Deciduous leaves have fallen, revealing bird nests that were right under our noses all summer without our even knowing it.  In addition to building in specific habitats and constructing different sized nests, each species of bird uses a combination of building material that is slightly different from every other species. Because of this, the material a bird uses to construct its nest can be diagnostic as far as determining what species built the nest.  Is the nest lined with rootlets? Are grape vines incorporated into the nest? Is moss covering the outside of the nest?  Is there a shed snake skin woven into the nest? The answer to these questions and others can help narrow down the list of possible builders.
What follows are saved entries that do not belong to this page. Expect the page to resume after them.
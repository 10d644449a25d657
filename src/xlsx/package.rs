//! Assembly of the minimal single-sheet results package.

use crate::container::PackageParts;
use crate::error::Result;
use crate::model::ExportRow;
use crate::options::ExportOptions;

use super::sheet_writer::{escape_xml, write_results_sheet};

/// Name of the only sheet in a results workbook.
pub const RESULTS_SHEET_NAME: &str = "Results";

/// Everything a part generator needs.
struct PartContext<'a> {
    rows: &'a [ExportRow],
    options: &'a ExportOptions,
    timestamp: String,
}

type PartGenerator = fn(&PartContext<'_>) -> String;

/// Every part of a results package, in archive order.
const PACKAGE_PARTS: &[(&str, PartGenerator)] = &[
    ("[Content_Types].xml", content_types),
    ("_rels/.rels", root_relationships),
    ("docProps/app.xml", app_properties),
    ("docProps/core.xml", core_properties),
    ("xl/_rels/workbook.xml.rels", workbook_relationships),
    ("xl/styles.xml", styles),
    ("xl/workbook.xml", workbook),
    ("xl/worksheets/sheet1.xml", worksheet),
];

/// Paths of the parts written by [`assemble`].
pub fn part_paths() -> impl Iterator<Item = &'static str> {
    PACKAGE_PARTS.iter().map(|(path, _)| *path)
}

/// Build every part of a results workbook.
pub fn assemble(rows: &[ExportRow], options: &ExportOptions) -> PackageParts {
    let context = PartContext {
        rows,
        options,
        timestamp: options.timestamp_w3cdtf(),
    };

    let mut parts = PackageParts::new();
    for (path, generate) in PACKAGE_PARTS {
        parts.insert(*path, generate(&context));
    }
    parts
}

/// Encode export rows as a complete XLSX archive.
pub fn encode(rows: &[ExportRow], options: &ExportOptions) -> Result<Vec<u8>> {
    let parts = assemble(rows, options);
    log::debug!("assembled {} parts for {} export rows", parts.len(), rows.len());
    parts.to_archive_bytes(options.compression_level)
}

fn content_types(_: &PartContext<'_>) -> String {
    r#"<?xml version="1.0" encoding="UTF-8" standalone="yes"?>
<Types xmlns="http://schemas.openxmlformats.org/package/2006/content-types">
  <Default Extension="rels" ContentType="application/vnd.openxmlformats-package.relationships+xml"/>
  <Default Extension="xml" ContentType="application/xml"/>
  <Override PartName="/xl/workbook.xml" ContentType="application/vnd.openxmlformats-officedocument.spreadsheetml.sheet.main+xml"/>
  <Override PartName="/xl/worksheets/sheet1.xml" ContentType="application/vnd.openxmlformats-officedocument.spreadsheetml.worksheet+xml"/>
  <Override PartName="/xl/styles.xml" ContentType="application/vnd.openxmlformats-officedocument.spreadsheetml.styles+xml"/>
  <Override PartName="/docProps/core.xml" ContentType="application/vnd.openxmlformats-package.core-properties+xml"/>
  <Override PartName="/docProps/app.xml" ContentType="application/vnd.openxmlformats-officedocument.extended-properties+xml"/>
</Types>"#
        .to_string()
}

fn root_relationships(_: &PartContext<'_>) -> String {
    r#"<?xml version="1.0" encoding="UTF-8" standalone="yes"?>
<Relationships xmlns="http://schemas.openxmlformats.org/package/2006/relationships">
  <Relationship Id="rId1" Type="http://schemas.openxmlformats.org/officeDocument/2006/relationships/officeDocument" Target="xl/workbook.xml"/>
  <Relationship Id="rId2" Type="http://schemas.openxmlformats.org/package/2006/relationships/metadata/core-properties" Target="docProps/core.xml"/>
  <Relationship Id="rId3" Type="http://schemas.openxmlformats.org/officeDocument/2006/relationships/extended-properties" Target="docProps/app.xml"/>
</Relationships>"#
        .to_string()
}

fn app_properties(ctx: &PartContext<'_>) -> String {
    format!(
        r#"<?xml version="1.0" encoding="UTF-8" standalone="yes"?>
<Properties xmlns="http://schemas.openxmlformats.org/officeDocument/2006/extended-properties" xmlns:vt="http://schemas.openxmlformats.org/officeDocument/2006/docPropsVTypes">
  <Application>{}</Application>
</Properties>"#,
        escape_xml(&ctx.options.application)
    )
}

fn core_properties(ctx: &PartContext<'_>) -> String {
    format!(
        r#"<?xml version="1.0" encoding="UTF-8" standalone="yes"?>
<cp:coreProperties xmlns:cp="http://schemas.openxmlformats.org/package/2006/metadata/core-properties" xmlns:dc="http://purl.org/dc/elements/1.1/" xmlns:dcterms="http://purl.org/dc/terms/" xmlns:dcmitype="http://purl.org/dc/dcmitype/" xmlns:xsi="http://www.w3.org/2001/XMLSchema-instance">
  <dc:title>{title}</dc:title>
  <dc:creator>{creator}</dc:creator>
  <cp:lastModifiedBy>{modified_by}</cp:lastModifiedBy>
  <dcterms:created xsi:type="dcterms:W3CDTF">{ts}</dcterms:created>
  <dcterms:modified xsi:type="dcterms:W3CDTF">{ts}</dcterms:modified>
</cp:coreProperties>"#,
        title = escape_xml(&ctx.options.title),
        creator = escape_xml(&ctx.options.creator),
        modified_by = escape_xml(&ctx.options.last_modified_by),
        ts = ctx.timestamp,
    )
}

fn workbook(_: &PartContext<'_>) -> String {
    format!(
        r#"<?xml version="1.0" encoding="UTF-8" standalone="yes"?>
<workbook xmlns="http://schemas.openxmlformats.org/spreadsheetml/2006/main" xmlns:r="http://schemas.openxmlformats.org/officeDocument/2006/relationships">
  <sheets>
    <sheet name="{}" sheetId="1" r:id="rId1"/>
  </sheets>
</workbook>"#,
        RESULTS_SHEET_NAME
    )
}

fn workbook_relationships(_: &PartContext<'_>) -> String {
    r#"<?xml version="1.0" encoding="UTF-8" standalone="yes"?>
<Relationships xmlns="http://schemas.openxmlformats.org/package/2006/relationships">
  <Relationship Id="rId1" Type="http://schemas.openxmlformats.org/officeDocument/2006/relationships/worksheet" Target="worksheets/sheet1.xml"/>
  <Relationship Id="rId2" Type="http://schemas.openxmlformats.org/officeDocument/2006/relationships/styles" Target="styles.xml"/>
</Relationships>"#
        .to_string()
}

fn styles(_: &PartContext<'_>) -> String {
    r#"<?xml version="1.0" encoding="UTF-8" standalone="yes"?>
<styleSheet xmlns="http://schemas.openxmlformats.org/spreadsheetml/2006/main">
  <fonts count="1"><font><sz val="11"/><name val="Calibri"/></font></fonts>
  <fills count="2"><fill><patternFill patternType="none"/></fill><fill><patternFill patternType="gray125"/></fill></fills>
  <borders count="1"><border><left/><right/><top/><bottom/><diagonal/></border></borders>
  <cellStyleXfs count="1"><xf numFmtId="0" fontId="0" fillId="0" borderId="0"/></cellStyleXfs>
  <cellXfs count="1"><xf numFmtId="0" fontId="0" fillId="0" borderId="0" xfId="0"/></cellXfs>
</styleSheet>"#
        .to_string()
}

fn worksheet(ctx: &PartContext<'_>) -> String {
    write_results_sheet(ctx.rows)
}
This is the time of year to look for nests and try to determine, with the help of a good field guide such as Peterson’s Field Guide to Bird Nests, the identity of the birds that built them.  (Be aware that possession of a bird nest, egg or feather of most migratory birds, even for scientific research or education, is illegal if you do not have a Federal Migratory Bird Scientific Collecting Permit.)

Sometimes you’ll find material in nests that surprise you — some contain man-made, as well as natural, materials. Among the most unusual examples of this are a nest built solely out of barbed wire by a Chihuahuan raven in Texas and the pictured clothes hanger nest built by a crow near Tokyo and photographed by Goetz Kluge.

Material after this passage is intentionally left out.